Competences: a wider perspective

Competence, in contrast, is a broader, holistic construct that includes not only skills but also knowledge, attitudes, values, and the ability to apply them effectively in real-world situations. The 2018 Council Recommendation on Key Competences for Lifelong Learning defines competence as a three-part concept: 

  1. knowledge is composed of the facts and figures, concepts, ideas and theories which are already established and support the understanding of a certain area or subject;
  2. skills are defined as the ability and capacity to carry out processes and use the existing knowledge to achieve results;
  3. attitudes describe the disposition and mind-sets to act or react to ideas, persons or situations.

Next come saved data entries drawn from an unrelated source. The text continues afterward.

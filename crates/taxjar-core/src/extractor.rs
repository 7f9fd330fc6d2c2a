//! Two-phase transaction extraction: list the orders of each day, then fetch
//! every order's detail and hand it to a [`RecordSink`].
//!
//! Requests are issued strictly one after another. A failed list request ends
//! the run; a failed detail request only drops that order (see
//! [`DetailFailurePolicy`]).

use std::sync::Arc;

use serde_json::Value;
use time::Date;
use tracing::{debug, info, warn};

use crate::domain::{DetailOutcome, ListedOrder, OrderReference, SkipReason, TransactionRecord};
use crate::error::{ExtractError, ValidationError};
use crate::http_client::{HttpAuth, HttpClient, HttpError, HttpRequest, HttpResponse};
use crate::report::{DaySummary, ExtractionReport, SkippedOrder};
use crate::retry::RetryConfig;
use crate::sink::RecordSink;
use crate::window::{query_date, ExtractionWindow};

pub const DEFAULT_BASE_URL: &str = "https://api.taxjar.com/v2";
pub const DEFAULT_PROVIDER: &str = "upsellery";
pub const DEFAULT_TIMEOUT_MS: u64 = 30_000;

/// What to do with a successful detail response that has no `order` key.
#[derive(Debug, Clone, Copy, PartialEq, Eq, Default)]
pub enum MissingOrderPolicy {
    /// Emit an empty record.
    #[default]
    EmptyRecord,
    /// Drop the reference with [`SkipReason::MissingOrder`].
    Skip,
    /// Abort the run.
    Fail,
}

/// What to do when a detail request fails or returns an unusable body.
#[derive(Debug, Clone, Copy, PartialEq, Eq, Default)]
pub enum DetailFailurePolicy {
    #[default]
    Skip,
    Abort,
}

/// Everything the extractor needs besides a transport.
#[derive(Debug, Clone)]
pub struct ExtractorConfig {
    pub base_url: String,
    pub provider: String,
    pub auth: HttpAuth,
    pub timeout_ms: u64,
    pub retry: RetryConfig,
    pub missing_order: MissingOrderPolicy,
    pub detail_failures: DetailFailurePolicy,
}

impl ExtractorConfig {
    /// Defaults for the public API, authenticated with `api_key` as a bearer token.
    pub fn new(api_key: impl Into<String>) -> Self {
        Self {
            base_url: String::from(DEFAULT_BASE_URL),
            provider: String::from(DEFAULT_PROVIDER),
            auth: HttpAuth::BearerToken(api_key.into()),
            timeout_ms: DEFAULT_TIMEOUT_MS,
            retry: RetryConfig::no_retry(),
            missing_order: MissingOrderPolicy::default(),
            detail_failures: DetailFailurePolicy::default(),
        }
    }

    pub fn with_base_url(mut self, base_url: impl Into<String>) -> Self {
        self.base_url = base_url.into().trim_end_matches('/').to_owned();
        self
    }

    pub fn with_provider(mut self, provider: impl Into<String>) -> Self {
        self.provider = provider.into();
        self
    }

    pub fn with_timeout_ms(mut self, timeout_ms: u64) -> Self {
        self.timeout_ms = timeout_ms;
        self
    }

    pub fn with_retry(mut self, retry: RetryConfig) -> Self {
        self.retry = retry;
        self
    }

    pub fn with_missing_order_policy(mut self, policy: MissingOrderPolicy) -> Self {
        self.missing_order = policy;
        self
    }

    pub fn with_detail_failure_policy(mut self, policy: DetailFailurePolicy) -> Self {
        self.detail_failures = policy;
        self
    }

    pub fn validate(&self) -> Result<(), ValidationError> {
        if let HttpAuth::BearerToken(token) = &self.auth {
            if token.trim().is_empty() {
                return Err(ValidationError::EmptyApiKey);
            }
        }

        if !(self.base_url.starts_with("https://") || self.base_url.starts_with("http://")) {
            return Err(ValidationError::InvalidBaseUrl {
                value: self.base_url.clone(),
            });
        }

        if self.provider.trim().is_empty() {
            return Err(ValidationError::EmptyProvider);
        }

        Ok(())
    }
}

/// Extraction engine for the `transactions` stream.
#[derive(Clone)]
pub struct TransactionsExtractor {
    config: ExtractorConfig,
    http_client: Arc<dyn HttpClient>,
}

impl TransactionsExtractor {
    pub fn new(
        config: ExtractorConfig,
        http_client: Arc<dyn HttpClient>,
    ) -> Result<Self, ValidationError> {
        config.validate()?;
        Ok(Self {
            config,
            http_client,
        })
    }

    /// Walks the whole window, emitting records as they arrive.
    ///
    /// On error, records of earlier days (and earlier orders of the failing
    /// day) have already reached the sink.
    pub async fn run<S>(
        &self,
        window: &ExtractionWindow,
        sink: &mut S,
    ) -> Result<ExtractionReport, ExtractError>
    where
        S: RecordSink + ?Sized,
    {
        info!(
            window = %window,
            days = window.day_count(),
            provider = %self.config.provider,
            "starting transactions extraction"
        );

        let mut report = ExtractionReport::default();
        for day in window.days() {
            let summary = self.run_day(day, sink).await?;
            report.days.push(summary);
        }

        info!(
            emitted = report.emitted(),
            skipped = report.skipped(),
            "transactions extraction finished"
        );
        Ok(report)
    }

    /// Lists one day's orders and emits each loadable detail.
    pub async fn run_day<S>(&self, day: Date, sink: &mut S) -> Result<DaySummary, ExtractError>
    where
        S: RecordSink + ?Sized,
    {
        let listed = self.list_orders(day).await?;
        let mut summary = DaySummary::new(day, listed.len());

        for entry in listed {
            let (reference, outcome) = match entry {
                ListedOrder::Reference(reference) => {
                    let outcome = self.fetch_detail(&reference).await?;
                    (reference.to_string(), outcome)
                }
                ListedOrder::Blank(raw) => {
                    let outcome = self.escalate(&raw, SkipReason::BlankReference)?;
                    (raw, outcome)
                }
            };

            match outcome {
                DetailOutcome::Emitted(record) => {
                    sink.emit(record)?;
                    summary.loaded += 1;
                }
                DetailOutcome::Skipped(reason) => {
                    debug!(reference = %reference, reason = %reason, "order detail skipped");
                    summary.skipped.push(SkippedOrder { reference, reason });
                }
            }
        }

        info!("Loaded {} transactions from {}", summary.loaded, summary.query_date());
        Ok(summary)
    }

    /// Order list recorded on `day`, in response order. Every request or
    /// body failure here is fatal; blank entries are kept for the caller.
    pub async fn list_orders(&self, day: Date) -> Result<Vec<ListedOrder>, ExtractError> {
        let date = query_date(day);
        info!("Fetching transactions from {date}");

        let request = self
            .request(format!("{}/transactions/orders", self.config.base_url))
            .with_query("transaction_date", date.as_str())
            .with_query("provider", self.config.provider.as_str());

        let response = self
            .send(request)
            .await
            .map_err(|source| ExtractError::ListTransport {
                date: date.clone(),
                source,
            })?;

        if !response.is_success() {
            return Err(ExtractError::ListStatus {
                date,
                status: response.status,
            });
        }

        let body: Value =
            serde_json::from_str(&response.body).map_err(|source| ExtractError::ListBody {
                date: date.clone(),
                source,
            })?;

        let Some(orders) = body.get("orders").and_then(Value::as_array) else {
            return Err(ExtractError::MissingOrders { date });
        };

        orders
            .iter()
            .map(|value| {
                ListedOrder::from_json(value).ok_or_else(|| ExtractError::MalformedReference {
                    date: date.clone(),
                    value: value.to_string(),
                })
            })
            .collect()
    }

    /// Fetches one order. Failures become [`DetailOutcome::Skipped`] unless
    /// the configured policies escalate them.
    pub async fn fetch_detail(
        &self,
        reference: &OrderReference,
    ) -> Result<DetailOutcome, ExtractError> {
        let request = self
            .request(format!(
                "{}/transactions/orders/{}",
                self.config.base_url,
                urlencoding::encode(reference.as_str())
            ))
            .with_query("provider", self.config.provider.as_str());

        let outcome = match self.send(request).await {
            Err(error) => DetailOutcome::Skipped(SkipReason::Transport(error.to_string())),
            Ok(response) if !response.is_success() => {
                DetailOutcome::Skipped(SkipReason::Status(response.status))
            }
            Ok(response) => self.parse_detail(reference, &response.body)?,
        };

        match outcome {
            DetailOutcome::Skipped(reason) => self.escalate(reference.as_str(), reason),
            outcome => Ok(outcome),
        }
    }

    /// Applies [`DetailFailurePolicy`] to an order that produced no record.
    /// A skipped missing `order` is already the policy's decision.
    fn escalate(
        &self,
        reference: &str,
        reason: SkipReason,
    ) -> Result<DetailOutcome, ExtractError> {
        if self.config.detail_failures == DetailFailurePolicy::Abort
            && reason != SkipReason::MissingOrder
        {
            return Err(ExtractError::DetailFailed {
                reference: reference.to_owned(),
                reason: reason.to_string(),
            });
        }
        Ok(DetailOutcome::Skipped(reason))
    }

    fn parse_detail(
        &self,
        reference: &OrderReference,
        body: &str,
    ) -> Result<DetailOutcome, ExtractError> {
        let payload = match serde_json::from_str::<Value>(body) {
            Ok(payload) => payload,
            Err(error) => {
                return Ok(DetailOutcome::Skipped(SkipReason::MalformedBody(
                    error.to_string(),
                )))
            }
        };

        let Value::Object(mut fields) = payload else {
            return Ok(DetailOutcome::Skipped(SkipReason::MalformedBody(
                String::from("response body is not a JSON object"),
            )));
        };

        match fields.remove("order") {
            Some(Value::Object(order)) => {
                Ok(DetailOutcome::Emitted(TransactionRecord::from_map(order)))
            }
            Some(other) => Ok(DetailOutcome::Skipped(SkipReason::MalformedBody(format!(
                "'order' is {}, expected an object",
                json_kind(&other)
            )))),
            None => match self.config.missing_order {
                MissingOrderPolicy::EmptyRecord => {
                    Ok(DetailOutcome::Emitted(TransactionRecord::empty()))
                }
                MissingOrderPolicy::Skip => Ok(DetailOutcome::Skipped(SkipReason::MissingOrder)),
                MissingOrderPolicy::Fail => Err(ExtractError::MissingOrder {
                    reference: reference.to_string(),
                }),
            },
        }
    }

    fn request(&self, url: String) -> HttpRequest {
        HttpRequest::get(url)
            .with_header("accept", "application/json")
            .with_auth(&self.config.auth)
            .with_timeout_ms(self.config.timeout_ms)
    }

    async fn send(&self, request: HttpRequest) -> Result<HttpResponse, HttpError> {
        let retry = &self.config.retry;
        let mut attempt = 0;

        loop {
            debug!(url = %request.url, attempt, "sending request");
            let result = self.http_client.execute(request.clone()).await;

            let retryable = match &result {
                Ok(response) => retry.should_retry_status(response.status),
                Err(error) => retry.should_retry_error(error),
            };
            if !retryable || attempt >= retry.max_retries {
                return result;
            }

            let delay = retry.delay_for_attempt(attempt);
            match &result {
                Ok(response) => warn!(
                    url = %request.url,
                    status = response.status,
                    delay_ms = delay.as_millis() as u64,
                    "retrying request"
                ),
                Err(error) => warn!(
                    url = %request.url,
                    error = %error,
                    delay_ms = delay.as_millis() as u64,
                    "retrying request"
                ),
            }
            tokio::time::sleep(delay).await;
            attempt += 1;
        }
    }
}

fn json_kind(value: &Value) -> &'static str {
    match value {
        Value::Null => "null",
        Value::Bool(_) => "a boolean",
        Value::Number(_) => "a number",
        Value::String(_) => "a string",
        Value::Array(_) => "an array",
        Value::Object(_) => "an object",
    }
}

The EQF defines competence as “the proven ability to use knowledge, skills and personal, social and/or methodological abilities, in work or study situations and in professional and personal development.”

In adult learning, competence is tightly linked to lifelong learning, citizenship, digital participation, and personal empowerment – reflecting the EU’s vision of competent adults who can navigate social, civic, and economic life.

 

Blending the boundaries

The above-mentioned definitions have one thing in common: they define skills and competences from a utilitarian perspective – one that predominantly view human capital, skills and competences as an allowing factor to fullfilment on the labour market. While it is hard to question the role of skills and competences considering the career success, there are other approaches that capture the social, emotional complexity of adult learning. In these frameworks the skills and competences are placed in adults’ life situations, job and career being only one of such settings.

In 2020 the Joint Research Centre published a framework that moved beyond a strictly employment-related or educational understanding of skills and competences, namely the LifeComp as the “Personal, Social and Learning to Learn” was set as a key competence in 2018 by the Council Recommendation on Key Competences for Lifelong Learning. The LifeComp framework addresses Personal, Social and Learning to Learn as a set of competences. 

The Life Skills for Europe project frames education as empowering learners to expand their choices, agency, and participation in society. Rather than viewing skills merely as economic assets, it sees them as enablers of social and economic success as well as of equitable participation in social, civic, and personal life. It defines life skills as “a constituent part of capabilities for life and work in a particular social, cultural and environmental context. The types of life skills emerge as a response to the needs of the individual in real life situations.” 

The capabilities approach, rooted in the work of Amartya Sen and Martha Nussbaum, defines development not by economic growth or resource access but by people’s real freedoms to live the lives they value. It emphasises capabilities – the genuine opportunities individuals have to achieve functionings such as being educated, healthy, and socially included.

In their 2020 report Literacy for Life the National Adult Literacy Agency (NALA) in Ireland places basic skills (literacy, numeracy and digital skills) in the centre of adults’ life situations (i.e. work, family, health and wellbeing, social and community) that are linked to a wider range of societal and civic settings (e.g. public services, community, democracy etc). This view is also reflected in the European Basic Skills Network’s projects and policy work.

 

The way ahead

We can see that the way we define skills and competences show a diverse and complex picture. Beyond the conceptual approaches to these terms, there is always a wider context which captures the complexity of adults having several different roles and challenges (social, personal, emotional and work-related too). This is reflected in the Lifelong Learning Platform’s approach – a wide European network of educational and adult learning organisations: “Skill acquisition merely promotes short-termism and quick fixes, while competences are the ones which holistically promote personal development and ensure learners are ready for all challenges”. The extent to which we manage to grab this complexity is also a key factor in succeeding as adult learning professionals.